▶ _EXERCISE OBJECTIVE_
Could you write out the records below exactly, without omitting a line?

▶ _INPUT_

+++

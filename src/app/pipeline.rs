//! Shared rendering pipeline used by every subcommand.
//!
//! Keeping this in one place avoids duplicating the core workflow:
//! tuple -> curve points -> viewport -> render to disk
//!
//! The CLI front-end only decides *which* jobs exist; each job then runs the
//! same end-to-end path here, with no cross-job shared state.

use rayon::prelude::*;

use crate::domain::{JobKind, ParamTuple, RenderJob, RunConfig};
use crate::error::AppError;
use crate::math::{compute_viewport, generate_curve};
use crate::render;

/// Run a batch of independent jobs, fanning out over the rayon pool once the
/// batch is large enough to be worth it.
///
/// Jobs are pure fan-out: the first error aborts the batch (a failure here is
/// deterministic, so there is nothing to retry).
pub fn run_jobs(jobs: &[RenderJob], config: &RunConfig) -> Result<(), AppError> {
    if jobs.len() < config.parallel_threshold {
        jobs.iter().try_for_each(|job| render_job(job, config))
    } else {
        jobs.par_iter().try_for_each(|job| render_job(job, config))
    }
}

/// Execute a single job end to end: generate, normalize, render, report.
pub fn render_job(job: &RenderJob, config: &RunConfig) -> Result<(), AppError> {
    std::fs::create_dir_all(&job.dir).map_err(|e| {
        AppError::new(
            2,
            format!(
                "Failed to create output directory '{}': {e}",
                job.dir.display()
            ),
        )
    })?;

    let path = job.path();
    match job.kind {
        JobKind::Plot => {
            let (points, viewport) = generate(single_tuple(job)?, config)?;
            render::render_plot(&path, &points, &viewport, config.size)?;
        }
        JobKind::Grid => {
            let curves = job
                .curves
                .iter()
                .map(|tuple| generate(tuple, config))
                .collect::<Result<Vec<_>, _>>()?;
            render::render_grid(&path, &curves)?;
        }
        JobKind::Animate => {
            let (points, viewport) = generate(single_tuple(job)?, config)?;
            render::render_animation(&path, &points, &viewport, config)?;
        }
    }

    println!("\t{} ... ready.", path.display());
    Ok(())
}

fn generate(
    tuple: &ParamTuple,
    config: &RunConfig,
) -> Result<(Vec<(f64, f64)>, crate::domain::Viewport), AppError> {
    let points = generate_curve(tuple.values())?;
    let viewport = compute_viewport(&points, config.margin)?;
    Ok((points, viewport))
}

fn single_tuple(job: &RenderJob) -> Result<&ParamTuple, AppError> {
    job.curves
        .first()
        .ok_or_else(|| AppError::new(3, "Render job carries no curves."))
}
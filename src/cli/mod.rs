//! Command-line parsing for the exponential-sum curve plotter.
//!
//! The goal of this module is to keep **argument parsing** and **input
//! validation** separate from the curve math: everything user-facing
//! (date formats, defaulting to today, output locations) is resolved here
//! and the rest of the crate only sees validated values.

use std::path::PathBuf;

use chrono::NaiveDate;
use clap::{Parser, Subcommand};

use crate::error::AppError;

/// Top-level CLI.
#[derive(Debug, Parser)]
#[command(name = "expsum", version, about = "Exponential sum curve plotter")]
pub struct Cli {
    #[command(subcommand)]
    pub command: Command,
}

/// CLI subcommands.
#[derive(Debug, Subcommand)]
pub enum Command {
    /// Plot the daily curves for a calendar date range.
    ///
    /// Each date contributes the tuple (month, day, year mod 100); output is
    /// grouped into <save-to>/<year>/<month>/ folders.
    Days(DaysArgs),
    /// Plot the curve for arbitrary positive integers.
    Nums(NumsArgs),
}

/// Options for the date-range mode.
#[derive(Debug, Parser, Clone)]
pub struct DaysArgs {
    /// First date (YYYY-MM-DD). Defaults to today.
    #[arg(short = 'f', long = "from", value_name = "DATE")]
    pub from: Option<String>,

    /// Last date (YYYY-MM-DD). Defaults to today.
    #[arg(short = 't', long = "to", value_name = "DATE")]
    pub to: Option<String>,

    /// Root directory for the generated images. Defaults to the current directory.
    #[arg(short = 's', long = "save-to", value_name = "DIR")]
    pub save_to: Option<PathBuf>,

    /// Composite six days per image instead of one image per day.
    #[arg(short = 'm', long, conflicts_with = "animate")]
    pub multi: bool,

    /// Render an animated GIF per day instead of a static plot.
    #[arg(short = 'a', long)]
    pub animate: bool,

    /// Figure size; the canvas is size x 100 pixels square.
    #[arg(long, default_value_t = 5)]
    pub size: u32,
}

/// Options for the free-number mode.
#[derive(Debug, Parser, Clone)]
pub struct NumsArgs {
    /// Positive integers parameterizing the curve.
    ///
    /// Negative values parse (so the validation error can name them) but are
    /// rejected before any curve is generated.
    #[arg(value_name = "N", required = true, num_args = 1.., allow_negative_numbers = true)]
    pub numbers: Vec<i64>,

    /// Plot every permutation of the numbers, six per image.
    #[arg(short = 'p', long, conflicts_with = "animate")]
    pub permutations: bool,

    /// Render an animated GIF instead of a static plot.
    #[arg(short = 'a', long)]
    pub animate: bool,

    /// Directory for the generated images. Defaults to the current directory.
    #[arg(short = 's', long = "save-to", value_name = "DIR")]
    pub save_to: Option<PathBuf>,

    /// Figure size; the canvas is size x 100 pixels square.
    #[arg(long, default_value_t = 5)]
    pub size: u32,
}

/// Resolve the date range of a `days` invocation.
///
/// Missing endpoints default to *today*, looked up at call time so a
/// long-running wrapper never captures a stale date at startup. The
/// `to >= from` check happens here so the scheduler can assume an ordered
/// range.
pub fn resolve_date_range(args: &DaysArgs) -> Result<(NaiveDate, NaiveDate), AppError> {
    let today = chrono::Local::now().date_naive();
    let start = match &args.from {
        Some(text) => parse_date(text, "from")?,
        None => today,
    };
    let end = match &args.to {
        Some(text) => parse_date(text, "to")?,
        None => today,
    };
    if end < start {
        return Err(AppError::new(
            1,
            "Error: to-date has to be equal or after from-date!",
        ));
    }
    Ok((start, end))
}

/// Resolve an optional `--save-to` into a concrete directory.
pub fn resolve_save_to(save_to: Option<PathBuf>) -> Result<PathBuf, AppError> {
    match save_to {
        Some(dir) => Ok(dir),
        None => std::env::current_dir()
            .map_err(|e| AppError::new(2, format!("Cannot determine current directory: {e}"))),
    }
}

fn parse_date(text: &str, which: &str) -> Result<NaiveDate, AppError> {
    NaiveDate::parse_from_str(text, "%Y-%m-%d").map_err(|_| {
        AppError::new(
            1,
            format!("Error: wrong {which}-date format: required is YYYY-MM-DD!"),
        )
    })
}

+++

▶ _EXERCISE RESPONSE_
filename src/app/pipeline.rs
//! Shared rendering pipeline used by every subcommand.
//!
//! Keeping this in one place avoids duplicating the core workflow:
//! tuple -> curve points -> viewport -> render to disk
//!
//! The CLI front-end only decides *which* jobs exist; each job then runs the
//! same end-to-end path here, with no cross-job shared state.

use rayon::prelude::*;

use crate::domain::{JobKind, ParamTuple, RenderJob, RunConfig};
use crate::error::AppError;
use crate::math::{compute_viewport, generate_curve};
use crate::render;

/// Run a batch of independent jobs, fanning out over the rayon pool once the
/// batch is large enough to be worth it.
///
/// Jobs are pure fan-out: the first error aborts the batch (a failure here is
/// deterministic, so there is nothing to retry).
pub fn run_jobs(jobs: &[RenderJob], config: &RunConfig) -> Result<(), AppError> {
    if jobs.len() < config.parallel_threshold {
        jobs.iter().try_for_each(|job| render_job(job, config))
    } else {
        jobs.par_iter().try_for_each(|job| render_job(job, config))
    }
}

/// Execute a single job end to end: generate, normalize, render, report.
pub fn render_job(job: &RenderJob, config: &RunConfig) -> Result<(), AppError> {
    std::fs::create_dir_all(&job.dir).map_err(|e| {
        AppError::new(
            2,
            format!(
                "Failed to create output directory '{}': {e}",
                job.dir.display()
            ),
        )
    })?;

    let path = job.path();
    match job.kind {
        JobKind::Plot => {
            let (points, viewport) = generate(single_tuple(job)?, config)?;
            render::render_plot(&path, &points, &viewport, config.size)?;
        }
        JobKind::Grid => {
            let curves = job
                .curves
                .iter()
                .map(|tuple| generate(tuple, config))
                .collect::<Result<Vec<_>, _>>()?;
            render::render_grid(&path, &curves)?;
        }
        JobKind::Animate => {
            let (points, viewport) = generate(single_tuple(job)?, config)?;
            render::render_animation(&path, &points, &viewport, config)?;
        }
    }

    println!("\t{} ... ready.", path.display());
    Ok(())
}

fn generate(
    tuple: &ParamTuple,
    config: &RunConfig,
) -> Result<(Vec<(f64, f64)>, crate::domain::Viewport), AppError> {
    let points = generate_curve(tuple.values())?;
    let viewport = compute_viewport(&points, config.margin)?;
    Ok((points, viewport))
}

fn single_tuple(job: &RenderJob) -> Result<&ParamTuple, AppError> {
    job.curves
        .first()
        .ok_or_else(|| AppError::new(3, "Render job carries no curves."))
}
filename src/cli/mod.rs
//! Command-line parsing for the exponential-sum curve plotter.
//!
//! The goal of this module is to keep **argument parsing** and **input
//! validation** separate from the curve math: everything user-facing
//! (date formats, defaulting to today, output locations) is resolved here
//! and the rest of the crate only sees validated values.

use std::path::PathBuf;

use chrono::NaiveDate;
use clap::{Parser, Subcommand};

use crate::error::AppError;

/// Top-level CLI.
#[derive(Debug, Parser)]
#[command(name = "expsum", version, about = "Exponential sum curve plotter")]
pub struct Cli {
    #[command(subcommand)]
    pub command: Command,
}

/// CLI subcommands.
#[derive(Debug, Subcommand)]
pub enum Command {
    /// Plot the daily curves for a calendar date range.
    ///
    /// Each date contributes the tuple (month, day, year mod 100); output is
    /// grouped into <save-to>/<year>/<month>/ folders.
    Days(DaysArgs),
    /// Plot the curve for arbitrary positive integers.
    Nums(NumsArgs),
}

/// Options for the date-range mode.
#[derive(Debug, Parser, Clone)]
pub struct DaysArgs {
    /// First date (YYYY-MM-DD). Defaults to today.
    #[arg(short = 'f', long = "from", value_name = "DATE")]
    pub from: Option<String>,

    /// Last date (YYYY-MM-DD). Defaults to today.
    #[arg(short = 't', long = "to", value_name = "DATE")]
    pub to: Option<String>,

    /// Root directory for the generated images. Defaults to the current directory.
    #[arg(short = 's', long = "save-to", value_name = "DIR")]
    pub save_to: Option<PathBuf>,

    /// Composite six days per image instead of one image per day.
    #[arg(short = 'm', long, conflicts_with = "animate")]
    pub multi: bool,

    /// Render an animated GIF per day instead of a static plot.
    #[arg(short = 'a', long)]
    pub animate: bool,

    /// Figure size; the canvas is size x 100 pixels square.
    #[arg(long, default_value_t = 5)]
    pub size: u32,
}

/// Options for the free-number mode.
#[derive(Debug, Parser, Clone)]
pub struct NumsArgs {
    /// Positive integers parameterizing the curve.
    ///
    /// Negative values parse (so the validation error can name them) but are
    /// rejected before any curve is generated.
    #[arg(value_name = "N", required = true, num_args = 1.., allow_negative_numbers = true)]
    pub numbers: Vec<i64>,

    /// Plot every permutation of the numbers, six per image.
    #[arg(short = 'p', long, conflicts_with = "animate")]
    pub permutations: bool,

    /// Render an animated GIF instead of a static plot.
    #[arg(short = 'a', long)]
    pub animate: bool,

    /// Directory for the generated images. Defaults to the current directory.
    #[arg(short = 's', long = "save-to", value_name = "DIR")]
    pub save_to: Option<PathBuf>,

    /// Figure size; the canvas is size x 100 pixels square.
    #[arg(long, default_value_t = 5)]
    pub size: u32,
}

/// Resolve the date range of a `days` invocation.
///
/// Missing endpoints default to *today*, looked up at call time so a
/// long-running wrapper never captures a stale date at startup. The
/// `to >= from` check happens here so the scheduler can assume an ordered
/// range.
pub fn resolve_date_range(args: &DaysArgs) -> Result<(NaiveDate, NaiveDate), AppError> {
    let today = chrono::Local::now().date_naive();
    let start = match &args.from {
        Some(text) => parse_date(text, "from")?,
        None => today,
    };
    let end = match &args.to {
        Some(text) => parse_date(text, "to")?,
        None => today,
    };
    if end < start {
        return Err(AppError::new(
            1,
            "Error: to-date has to be equal or after from-date!",
        ));
    }
    Ok((start, end))
}

/// Resolve an optional `--save-to` into a concrete directory.
pub fn resolve_save_to(save_to: Option<PathBuf>) -> Result<PathBuf, AppError> {
    match save_to {
        Some(dir) => Ok(dir),
        None => std::env::current_dir()
            .map_err(|e| AppError::new(2, format!("Cannot determine current directory: {e}"))),
    }
}

fn parse_date(text: &str, which: &str) -> Result<NaiveDate, AppError> {
    NaiveDate::parse_from_str(text, "%Y-%m-%d").map_err(|_| {
        AppError::new(
            1,
            format!("Error: wrong {which}-date format: required is YYYY-MM-DD!"),
        )
    })
}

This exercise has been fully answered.